The world is a place with fewer military tensions than a few decades ago, although very dangerous, violent, and criminalized. Despite the Russian invasion of Ukraine that began in early 2022, the ruthless Hamas terrorist attack on the Israeli population and Israel’s brutal response on Gaza that left thousands dead in late 2023, the regional frictions between North and South Korea, Taiwan’s fears of an eventual Chinese invasion and the democratic erosion of the Sahel, areas such as Latin America and the Caribbean are not torn between hypotheses of interstate wars but among criminal and subsidiary violence in major cities.

The latest Global Peace Index 2023 report showing the world’s most dangerous cities suggests that violence has taken on a special prominence in urban complexities. This is due to several aspects. Drug trafficking and its inertia in the dispute for control of routes and markets among different organizations have led to cities becoming the epicenter of violence associated with narcotics. 

The settling of scores among gangs, the civilian population as a recipient of violence, and the major drug lords as articulators and designers of criminal governance in different parts of the national territories produce repertoires of selective and systematic violence. Likewise, at least in Latin America, the struggle between state security forces against drug traffickers seems to be reduced. That is to say, they no longer compete for control of territory or the seizure of illicit goods, but, thanks to corruption and other incentives, shared sovereignties are produced in which states co-administer areas with criminals. 

In the same direction, organized crime structures have managed to build mechanisms for adaptation and survival vis-à-vis the state and other armed structures.

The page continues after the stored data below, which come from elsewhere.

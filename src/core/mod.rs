//! Orchestrator core: registry, execution, and the two drivers.
//!
//! The public API from this module is [`Config`], the two orchestrators
//! [`Startup`] and [`Shutdown`], and the result types produced per phase.
//!
//! Internal modules:
//! - `runner`: executes one task racing its timeout, publishing events;
//! - `phase`: the two phase policies (fail-fast sequential, best-effort
//!   concurrent) and their report types;
//! - `registry`: per-phase ordered task lists, drained once per run;
//! - `startup` / `shutdown`: the drivers with their run-state guards;
//! - `signal`: cross-platform termination-signal waiting.

mod config;
mod phase;
mod registry;
mod runner;
mod shutdown;
mod signal;
mod startup;

pub use config::Config;
pub use phase::{PhaseReport, TaskResult, TaskStatus};
pub use shutdown::Shutdown;
pub use startup::Startup;
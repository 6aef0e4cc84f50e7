//! # Registered task entry.
//!
//! [`TaskSpec`] bundles a task with its resolved per-attempt timeout. The
//! timeout is fixed at registration time (explicit value or the
//! orchestrator config default) so the executor never consults config
//! again.

use std::time::Duration;

use crate::tasks::task::TaskRef;

/// A task plus the timeout bound it races against.
///
/// Created by `add_task` before `run()`; consumed (invoked once) during the
/// run; not persisted afterward.
#[derive(Clone)]
pub struct TaskSpec {
    task: TaskRef,
    timeout: Duration,
}

impl TaskSpec {
    /// Creates a new spec with an already-resolved timeout.
    ///
    /// `timeout` must be positive; registration resolves zero/absent values
    /// to the config default before constructing the spec.
    pub fn new(task: TaskRef, timeout: Duration) -> Self {
        Self { task, timeout }
    }

    /// Returns a reference to the task.
    pub fn task(&self) -> &TaskRef {
        &self.task
    }

    /// Convenience: returns the task name.
    pub fn name(&self) -> &str {
        self.task.name()
    }

    /// Returns the per-attempt timeout.
    pub fn timeout(&self) -> Duration {
        self.timeout
    }
}
//! # SubscriberSet: dynamic, non-blocking fan-out over subscribers
//!
//! [`SubscriberSet`] distributes each [`Event`](crate::events::Event) to the
//! currently subscribed handlers **without awaiting** their processing.
//! Handlers may subscribe and unsubscribe at any time, including while
//! events are being emitted; emission iterates a lock-protected map and
//! never fails or skips live handlers because of concurrent mutation.
//!
//! ## What it guarantees
//! - `emit(&Event)` returns immediately.
//! - Per-subscription FIFO (queue order).
//! - Panics inside handlers are caught and logged (isolation).
//! - An unsubscribed handler stops receiving events; its worker drains the
//!   queue and exits.
//!
//! ## What it does **not** guarantee
//! - No global ordering across different subscriptions (use `Event::seq`).
//! - No retries on queue overflow (events are dropped for that
//!   subscription, with a warning and an overflow notice).
//!
//! ## Diagram
//! ```text
//!    emit(&Event)
//!        │                        (Arc-clone per subscription)
//!        ├────────────────► [queue S1] ─► worker S1 ─► on_event()
//!        ├────────────────► [queue S2] ─► worker S2 ─► on_event()
//!        └────────────────► [queue SN] ─► worker SN ─► on_event()
//! ```

use std::collections::HashMap;
use std::sync::atomic::{AtomicU64, Ordering as AtomicOrdering};
use std::sync::{Arc, PoisonError, RwLock, RwLockReadGuard, RwLockWriteGuard};

use futures::FutureExt;
use tokio::{sync::mpsc, task::JoinHandle};

use crate::events::{Event, EventKind};

use super::Subscribe;

/// Opaque handle identifying one subscription.
///
/// Returned by [`SubscriberSet::subscribe`]; pass it back to
/// [`SubscriberSet::unsubscribe`] to detach the handler.
#[derive(Debug, Clone, Copy, PartialEq, Eq, Hash)]
pub struct SubscriptionId(u64);

/// Per-subscription channel with metadata.
struct SubscriberChannel {
    name: &'static str,
    filter: Option<EventKind>,
    sender: mpsc::Sender<Arc<Event>>,
    worker: JoinHandle<()>,
}

/// Dynamic fan-out with per-subscription bounded queues and worker tasks.
pub struct SubscriberSet {
    channels: RwLock<HashMap<u64, SubscriberChannel>>,
    next_id: AtomicU64,
}

impl SubscriberSet {
    /// Creates an empty set.
    #[must_use]
    pub fn new() -> Self {
        Self {
            channels: RwLock::new(HashMap::new()),
            next_id: AtomicU64::new(0),
        }
    }

    /// Attaches a handler and spawns its worker.
    ///
    /// With `filter = Some(kind)` the handler receives only events of that
    /// kind; with `None` it receives everything. Must be called from within
    /// a tokio runtime.
    pub fn subscribe(
        &self,
        filter: Option<EventKind>,
        sub: Arc<dyn Subscribe>,
    ) -> SubscriptionId {
        let cap = sub.queue_capacity().max(1);
        let name = sub.name();
        let (tx, mut rx) = mpsc::channel::<Arc<Event>>(cap);

        let worker = tokio::spawn(async move {
            while let Some(ev) = rx.recv().await {
                let fut = sub.on_event(ev.as_ref());
                if let Err(panic) = std::panic::AssertUnwindSafe(fut).catch_unwind().await {
                    tracing::error!(
                        subscriber = sub.name(),
                        panic = ?panic,
                        "subscriber panicked while handling event"
                    );
                }
            }
        });

        let id = self.next_id.fetch_add(1, AtomicOrdering::Relaxed);
        self.write().insert(
            id,
            SubscriberChannel {
                name,
                filter,
                sender: tx,
                worker,
            },
        );
        SubscriptionId(id)
    }

    /// Detaches a subscription; returns whether it existed.
    ///
    /// The worker drains already-queued events and then exits.
    pub fn unsubscribe(&self, id: SubscriptionId) -> bool {
        self.write().remove(&id.0).is_some()
    }

    /// Fan-out one event to all matching subscriptions (non-blocking).
    ///
    /// If a subscription's queue is **full** or its worker is **closed**,
    /// the event is dropped for it and a warning is logged. Each drop also
    /// yields a [`EventKind::SubscriberOverflow`] notice in the returned
    /// vec so the caller can redeliver it; a dropped notice never generates
    /// another notice.
    pub fn emit(&self, event: &Event) -> Vec<Event> {
        let ev = Arc::new(event.clone());
        let mut notices = Vec::new();
        for channel in self.read().values() {
            if channel.filter.is_some_and(|k| k != ev.kind) {
                continue;
            }
            let reason = match channel.sender.try_send(Arc::clone(&ev)) {
                Ok(()) => continue,
                Err(mpsc::error::TrySendError::Full(_)) => "queue full",
                Err(mpsc::error::TrySendError::Closed(_)) => "worker closed",
            };
            tracing::warn!(
                subscriber = channel.name,
                kind = ?ev.kind,
                reason,
                "subscriber dropped event"
            );
            if ev.kind != EventKind::SubscriberOverflow {
                notices.push(
                    Event::new(EventKind::SubscriberOverflow)
                        .with_task(channel.name)
                        .with_error(reason),
                );
            }
        }
        notices
    }

    /// Graceful teardown: close all queues and await worker completion.
    pub async fn shutdown(&self) {
        let workers: Vec<JoinHandle<()>> = {
            let mut map = self.write();
            map.drain().map(|(_, ch)| ch.worker).collect()
        };
        for h in workers {
            let _ = h.await;
        }
    }

    /// True if there are no subscriptions.
    #[must_use]
    pub fn is_empty(&self) -> bool {
        self.read().is_empty()
    }

    /// Number of subscriptions.
    #[must_use]
    pub fn len(&self) -> usize {
        self.read().len()
    }

    fn read(&self) -> RwLockReadGuard<'_, HashMap<u64, SubscriberChannel>> {
        self.channels.read().unwrap_or_else(PoisonError::into_inner)
    }

    fn write(&self) -> RwLockWriteGuard<'_, HashMap<u64, SubscriberChannel>> {
        self.channels
            .write()
            .unwrap_or_else(PoisonError::into_inner)
    }
}

impl Default for SubscriberSet {
    fn default() -> Self {
        Self::new()
    }
}
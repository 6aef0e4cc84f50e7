#![allow(dead_code)] // each test binary uses a subset of these helpers

use std::sync::atomic::{AtomicUsize, Ordering};
use std::sync::{Arc, Once};
use std::time::Duration;

use async_trait::async_trait;
use tokio::sync::mpsc;
use tokio_util::sync::CancellationToken;

use phasor::{Event, EventKind, Subscribe, TaskError, TaskFn, TaskRef};

static TRACING: Once = Once::new();

/// Routes the crate's tracing output through the test harness capture so
/// failing tests show their logs.
pub fn init_tracing() {
    TRACING.call_once(|| {
        let _ = tracing_subscriber::fmt()
            .with_max_level(tracing::Level::DEBUG)
            .with_test_writer()
            .try_init();
    });
}

/// Subscriber that forwards every event into an unbounded channel so tests
/// can assert on delivery order.
pub struct Forwarder {
    tx: mpsc::UnboundedSender<Event>,
}

#[async_trait]
impl Subscribe for Forwarder {
    async fn on_event(&self, event: &Event) {
        let _ = self.tx.send(event.clone());
    }

    fn name(&self) -> &'static str {
        "forwarder"
    }
}

pub fn forwarder() -> (Arc<Forwarder>, mpsc::UnboundedReceiver<Event>) {
    let (tx, rx) = mpsc::unbounded_channel();
    (Arc::new(Forwarder { tx }), rx)
}

/// Drains the forwarder channel until one of the `stop` kinds arrives.
pub async fn collect_until(
    rx: &mut mpsc::UnboundedReceiver<Event>,
    stop: &[EventKind],
) -> Vec<Event> {
    let mut out = Vec::new();
    loop {
        let ev = tokio::time::timeout(Duration::from_secs(5), rx.recv())
            .await
            .expect("event stream stalled")
            .expect("event channel closed");
        let kind = ev.kind;
        out.push(ev);
        if stop.contains(&kind) {
            return out;
        }
    }
}

/// Global and phase events only, as `(kind, phase)` pairs.
pub fn outline(events: &[Event]) -> Vec<(EventKind, Option<&'static str>)> {
    events
        .iter()
        .filter(|e| {
            matches!(
                e.kind,
                EventKind::GlobalStart
                    | EventKind::GlobalComplete
                    | EventKind::GlobalError
                    | EventKind::PhaseStart
                    | EventKind::PhaseComplete
            )
        })
        .map(|e| (e.kind, e.phase))
        .collect()
}

/// Task that succeeds and counts its invocations.
pub fn counted_ok(name: &'static str, ran: Arc<AtomicUsize>) -> TaskRef {
    TaskFn::arc(name, move |_ctx: CancellationToken| {
        let ran = ran.clone();
        async move {
            ran.fetch_add(1, Ordering::SeqCst);
            Ok::<_, TaskError>(())
        }
    })
}

/// Task that fails with the given message and counts its invocations.
pub fn counted_fail(
    name: &'static str,
    error: &'static str,
    ran: Arc<AtomicUsize>,
) -> TaskRef {
    TaskFn::arc(name, move |_ctx: CancellationToken| {
        let ran = ran.clone();
        async move {
            ran.fetch_add(1, Ordering::SeqCst);
            Err::<(), _>(TaskError::fail(error))
        }
    })
}

/// Task whose action never settles on its own.
pub fn never_settles(name: &'static str) -> TaskRef {
    TaskFn::arc(name, |_ctx: CancellationToken| async {
        std::future::pending::<()>().await;
        Ok::<_, TaskError>(())
    })
}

Among these are the cooperations between rival structures, which, in rational dimensions, become beneficial ways to share profits when there are disputed territories. The groups prefer not to engage in large-scale combat, but to cooperate and share the benefits. This makes them more powerful, they expose themselves to less risk, and they can cash in favors effortlessly. 

Another issue is related to homicidal violence. In this regard, cities such as Caracas (1 in the world ranking), San Pedro Sula (6), Rio de Janeiro (7), Salvador (8), Fortaleza (9), Recife (10), Tijuana (18), Lima (22), São Paulo (25), Mexico City (31), Bogotá (36), Buenos Aires (47), Quito (53) and Santiago (57), among other Latin American cities, show an alarming level of violence. This is due in part to clashes between criminal gangs and the strengthening of gangs with greater firepower and territorial control. 

Many of them have managed to build borders between neighborhoods and urban areas with a complete absence of police forces to counterbalance them. For example, in Venezuela, there are no large armed organizations, but there are large gangs; taking advantage of the de facto dollarization and knowing the impossibility of people depositing money in banks, the risks of robbery and homicide in the streets are alarming.

In Colombia, on the other hand, strong criminal and armed structures such as the ELN, FARC dissidents, and the Clan del Golfo are responsible for making the country one of the most violent in the world. In 2022, it registered 26.1 murders per 100,000 inhabitants, with an average of 26 violent deaths per day. These armed organizations have alliances with gangs and urban gangs, a sort of economy and crime-at-scale model capable of lowering operational expenses and amplifying strategic coverage. Their business model is based on the outsourcing of force, territorial control, and criminal franchises, even alluding to criminal foreign policy mechanisms with other illegal actors in the region. 

Latin America is a region of contrasts since it is an area where there are no major military tensions, but at the same time, it is an extremely violent and criminalized area. The future of violence in the region, at least what is shown in the figures and reports, seems to be bleak. The states’ inability to cover the territories, political, fiscal, and police corruption, as well as how criminals permeate the security forces and political establishments, arms trafficking, irregular migration, violation of human rights, and drug trafficking, become the ingredients to hold that the times to come in Latin America, at least in terms of violence and insecurity, do not seem hopeful.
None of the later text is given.